Registration of MR and CT images for skull base surgery using point-like anatomical features By D. L G. Hill, MSc, D. J. Hawkes, PhD, J. E. Crossman, BSc, *M. J. Gleeson, FRCS, T. C. S. Cox, FRCR, E. E. C. M. L Bracey, *A. J. Strong, FRCS and P. Graves, DCR Division of Radiological Sciences and 'Department of Surgery, UMDS, Guy's Hospital, London SE1 9RT, UK (Received February 1991 and in revised form May 1991) Keywords: Multimodal, Registration, Image processing, Surgery planning, Synergistic imaging

Abstract.
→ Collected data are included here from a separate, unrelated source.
//! Non-fatal warnings collected across a layout pass.

use log::warn;
use serde::Serialize;

/// Ordered list of human-readable warnings.
///
/// Every stage appends here instead of failing, so a transiently invalid
/// description still produces something renderable.
#[derive(Debug, Clone, Default, PartialEq, Eq, Serialize)]
#[serde(transparent)]
pub struct Diagnostics {
    messages: Vec<String>,
}

impl Diagnostics {
    pub fn new() -> Self {
        Self::default()
    }

    pub fn push(&mut self, message: impl Into<String>) {
        let message = message.into();
        warn!("{message}");
        self.messages.push(message);
    }

    pub fn extend(&mut self, other: Diagnostics) {
        self.messages.extend(other.messages);
    }

    pub fn is_empty(&self) -> bool {
        self.messages.is_empty()
    }

    pub fn len(&self) -> usize {
        self.messages.len()
    }

    pub fn iter(&self) -> impl Iterator<Item = &str> {
        self.messages.iter().map(String::as_str)
    }

    pub fn contains(&self, needle: &str) -> bool {
        self.messages.iter().any(|m| m.contains(needle))
    }
}
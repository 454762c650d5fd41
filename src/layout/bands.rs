//! Vertical band geometry.

use crate::ir::ProcessIR;

use super::config::LayoutConfig;
use super::placement::{Cells, stack_height};
use super::types::LayoutBand;

/// Height each band needs: the tallest (band, column) stack plus padding,
/// never below the configured minimum.
pub fn band_heights(ir: &ProcessIR, cells: &Cells, config: &LayoutConfig) -> Vec<f64> {
    let mut heights = vec![config.min_band_height; ir.bands.len()];
    for (&(band, _), members) in cells {
        let needed = stack_height(ir, members, config.node_gap_y) + config.band_padding * 2.0;
        heights[band] = heights[band].max(needed);
    }
    heights
}

/// Stack bands top to bottom by index. Consecutive bands share an edge, so
/// the `[top, bottom)` intervals tile the vertical space without gaps.
pub fn compute_bands(
    ir: &ProcessIR,
    cells: &Cells,
    config: &LayoutConfig,
    canvas_width: f64,
) -> Vec<LayoutBand> {
    let heights = band_heights(ir, cells, config);
    let mut top = config.padding_y;

    ir.bands
        .iter()
        .map(|band| {
            let height = heights[band.index];
            let layout = LayoutBand {
                id: band.id.clone(),
                label: band.label.clone(),
                accent: band.accent.clone(),
                index: band.index,
                top,
                bottom: top + height,
                center_y: top + height / 2.0,
                height,
                left: 0.0,
                width: canvas_width,
                label_x: config.band_label_width / 2.0,
            };
            top += height;
            layout
        })
        .collect()
}
//! Errors at the I/O boundary. The layout engine itself never fails.

use std::path::PathBuf;

#[derive(Debug, thiserror::Error)]
pub enum ConfigError {
    #[error("Config file not found: {}", .0.display())]
    MissingFile(PathBuf),
    #[error("Invalid config: {0}")]
    Toml(#[from] toml::de::Error),
}

#[derive(Debug, thiserror::Error)]
pub enum SwimflowError {
    #[error("I/O error: {0}")]
    Io(#[from] std::io::Error),
    #[error("Invalid process description: {0}")]
    Json(#[from] serde_json::Error),
    #[error(transparent)]
    Config(#[from] ConfigError),
}
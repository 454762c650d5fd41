//! Raw process description as supplied by an editor or a file.
//!
//! Every field is optional and every list entry is allowed to be malformed:
//! the normalizer in [`crate::ir`] decides what to keep and reports the rest.

use serde::{Deserialize, Deserializer, Serialize, de::DeserializeOwned};
use serde_json::{Map, Value};

use crate::error::SwimflowError;
use crate::layout::LayoutOverrides;

/// A list entry that either matched the expected shape or did not.
#[derive(Debug, Clone, PartialEq)]
pub enum Entry<T> {
    Item(T),
    Malformed(Value),
}

#[derive(Debug, Clone, Default, PartialEq, Serialize, Deserialize)]
pub struct Meta {
    pub title: Option<String>,
    pub description: Option<String>,
    pub version: Option<String>,
}

/// A band may be declared by its label alone or as a full object.
#[derive(Debug, Clone, PartialEq)]
pub enum RawBand {
    Named(String),
    Full(RawBandSpec),
}

#[derive(Debug, Clone, Default, PartialEq, Deserialize)]
pub struct RawBandSpec {
    pub id: Option<String>,
    #[serde(alias = "name")]
    pub label: Option<String>,
    #[serde(alias = "color")]
    pub accent: Option<String>,
    /// Fields that had the wrong type
    #[serde(skip)]
    pub field_issues: Vec<FieldIssue>,
}

#[derive(Debug, Clone, Default, PartialEq, Deserialize)]
pub struct RawNode {
    pub id: Option<String>,
    #[serde(alias = "type")]
    pub kind: Option<String>,
    pub label: Option<String>,
    #[serde(alias = "lane")]
    pub band: Option<String>,
    pub status: Option<String>,
    /// Fields that had the wrong type
    #[serde(skip)]
    pub field_issues: Vec<FieldIssue>,
}

#[derive(Debug, Clone, Default, PartialEq, Deserialize)]
pub struct RawEdge {
    pub id: Option<String>,
    #[serde(alias = "source")]
    pub from: Option<String>,
    #[serde(alias = "target")]
    pub to: Option<String>,
    pub label: Option<String>,
    pub behavior: Option<String>,
    /// Shorthand for `behavior: "loop"`.
    #[serde(rename = "loop", alias = "return")]
    pub loop_flag: Option<bool>,
    #[serde(alias = "type")]
    pub kind: Option<String>,
    /// Fields that had the wrong type
    #[serde(skip)]
    pub field_issues: Vec<FieldIssue>,
}

#[derive(Debug, Clone, Default, PartialEq, Deserialize)]
#[serde(default)]
pub struct Description {
    pub meta: Option<Meta>,
    pub layout: Option<LayoutOverrides>,
    #[serde(alias = "lanes", deserialize_with = "lenient_list")]
    pub bands: Vec<Entry<RawBand>>,
    #[serde(alias = "elements", deserialize_with = "lenient_list")]
    pub nodes: Vec<Entry<RawNode>>,
    #[serde(alias = "flows", deserialize_with = "lenient_list")]
    pub edges: Vec<Entry<RawEdge>>,
    /// Wrong-typed `meta`/`layout` fields, named by dotted path
    #[serde(skip)]
    pub field_issues: Vec<FieldIssue>,
}

/// A field whose value had the wrong type.
#[derive(Debug, Clone, PartialEq, Eq)]
pub struct FieldIssue {
    pub field: String,
    /// The number or boolean was kept as its text instead of being dropped.
    pub kept_as_text: bool,
}

impl FieldIssue {
    fn dropped(field: impl Into<String>) -> Self {
        Self {
            field: field.into(),
            kept_as_text: false,
        }
    }
}

/// A list element that can be recovered field by field.
trait LenientRecord: Sized {
    fn from_lenient(value: Value) -> Option<Self>;
}

impl LenientRecord for RawBand {
    fn from_lenient(value: Value) -> Option<Self> {
        match value {
            Value::String(name) => Some(RawBand::Named(name)),
            Value::Object(map) => {
                let (kept, issues) = clean_fields::<RawBandSpec>(map);
                let mut spec: RawBandSpec = serde_json::from_value(Value::Object(kept)).ok()?;
                spec.field_issues = issues;
                Some(RawBand::Full(spec))
            }
            _ => None,
        }
    }
}

impl LenientRecord for RawNode {
    fn from_lenient(value: Value) -> Option<Self> {
        let Value::Object(map) = value else {
            return None;
        };
        let (kept, issues) = clean_fields::<RawNode>(map);
        let mut node: RawNode = serde_json::from_value(Value::Object(kept)).ok()?;
        node.field_issues = issues;
        Some(node)
    }
}

impl LenientRecord for RawEdge {
    fn from_lenient(value: Value) -> Option<Self> {
        let Value::Object(map) = value else {
            return None;
        };
        let (kept, issues) = clean_fields::<RawEdge>(map);
        let mut edge: RawEdge = serde_json::from_value(Value::Object(kept)).ok()?;
        edge.field_issues = issues;
        Some(edge)
    }
}

/// Split an object into the fields `T` accepts and the issues with the rest.
/// Numbers and booleans given where text is expected are kept as their JSON
/// text; any other mismatch drops the field.
fn clean_fields<T: DeserializeOwned>(map: Map<String, Value>) -> (Map<String, Value>, Vec<FieldIssue>) {
    let accepts = |key: &str, value: &Value| {
        let mut single = Map::new();
        single.insert(key.to_string(), value.clone());
        serde_json::from_value::<T>(Value::Object(single)).is_ok()
    };

    let mut kept = Map::new();
    let mut issues = Vec::new();
    for (key, value) in map {
        if accepts(&key, &value) {
            kept.insert(key, value);
            continue;
        }
        let as_text = match &value {
            Value::Number(n) => Some(Value::String(n.to_string())),
            Value::Bool(b) => Some(Value::String(b.to_string())),
            _ => None,
        };
        match as_text {
            Some(text) if accepts(&key, &text) => {
                issues.push(FieldIssue {
                    field: key.clone(),
                    kept_as_text: true,
                });
                kept.insert(key, text);
            }
            _ => issues.push(FieldIssue::dropped(key)),
        }
    }
    (kept, issues)
}

/// Replace `root[key]` by its accepted fields, naming issues as
/// `key.field`. A section that is not an object is dropped whole.
fn clean_section<T: DeserializeOwned>(root: &mut Map<String, Value>, key: &str, issues: &mut Vec<FieldIssue>) {
    match root.remove(key) {
        None | Some(Value::Null) => {}
        Some(Value::Object(map)) => {
            let (kept, found) = clean_fields::<T>(map);
            issues.extend(found.into_iter().map(|issue| FieldIssue {
                field: format!("{key}.{}", issue.field),
                ..issue
            }));
            let kept = Value::Object(kept);
            if serde_json::from_value::<T>(kept.clone()).is_ok() {
                root.insert(key.to_string(), kept);
            } else {
                issues.push(FieldIssue::dropped(key));
            }
        }
        Some(_) => issues.push(FieldIssue::dropped(key)),
    }
}

/// Accept a list, `null`, or any other value. A non-list value becomes one
/// malformed entry so the normalizer can report it.
fn lenient_list<'de, D, T>(deserializer: D) -> Result<Vec<Entry<T>>, D::Error>
where
    D: Deserializer<'de>,
    T: LenientRecord,
{
    let value = Value::deserialize(deserializer)?;
    match value {
        Value::Null => Ok(Vec::new()),
        Value::Array(items) => Ok(items
            .into_iter()
            .map(|item| match T::from_lenient(item.clone()) {
                Some(parsed) => Entry::Item(parsed),
                None => Entry::Malformed(item),
            })
            .collect()),
        other => Ok(vec![Entry::Malformed(other)]),
    }
}

impl Description {
    pub fn new() -> Self {
        Self::default()
    }

    /// Parse a JSON description. Only JSON syntax errors and a non-object
    /// root fail. Wrong-typed fields are recovered or dropped and listed in
    /// `field_issues`, here or on their entry; the normalizer reports them.
    pub fn from_json(source: &str) -> Result<Self, SwimflowError> {
        let value: Value = serde_json::from_str(source)?;
        let Value::Object(mut root) = value else {
            return Err(SwimflowError::Json(serde::de::Error::custom(
                "expected a JSON object at the root",
            )));
        };

        let mut issues = Vec::new();
        clean_section::<Meta>(&mut root, "meta", &mut issues);
        clean_section::<LayoutOverrides>(&mut root, "layout", &mut issues);

        let mut desc: Description = serde_json::from_value(Value::Object(root))?;
        desc.field_issues = issues;
        Ok(desc)
    }

    pub fn band(mut self, id: &str, label: &str) -> Self {
        self.bands.push(Entry::Item(RawBand::Full(RawBandSpec {
            id: Some(id.to_string()),
            label: Some(label.to_string()),
            ..RawBandSpec::default()
        })));
        self
    }

    pub fn node(mut self, id: &str, kind: &str, band: &str) -> Self {
        self.nodes.push(Entry::Item(RawNode {
            id: Some(id.to_string()),
            kind: Some(kind.to_string()),
            label: Some(id.to_string()),
            band: Some(band.to_string()),
            ..RawNode::default()
        }));
        self
    }

    pub fn edge(self, from: &str, to: &str) -> Self {
        self.push_edge(from, to, None)
    }

    pub fn loop_edge(self, from: &str, to: &str) -> Self {
        self.push_edge(from, to, Some("loop"))
    }

    fn push_edge(mut self, from: &str, to: &str, behavior: Option<&str>) -> Self {
        self.edges.push(Entry::Item(RawEdge {
            from: Some(from.to_string()),
            to: Some(to.to_string()),
            behavior: behavior.map(str::to_string),
            ..RawEdge::default()
        }));
        self
    }
}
We have developed a registration technique for combining magnetic resonance imaging (MRI) and computed tomography (CT) images of the skull base for use in surgical planning. The technique is based on user identification of point-like landmarks visible in both modalities. The combination of images involves a small amount of expert interaction, is relatively quick and preliminary evaluation indicates that it is accurate to within 1.5 mm. Registered or fused images can be viewed either on an image processing workstation, or fused images can be printed onto conventional film for convenience in clinical use. We present one patient in order to demonstrate the technique's indications and advantages.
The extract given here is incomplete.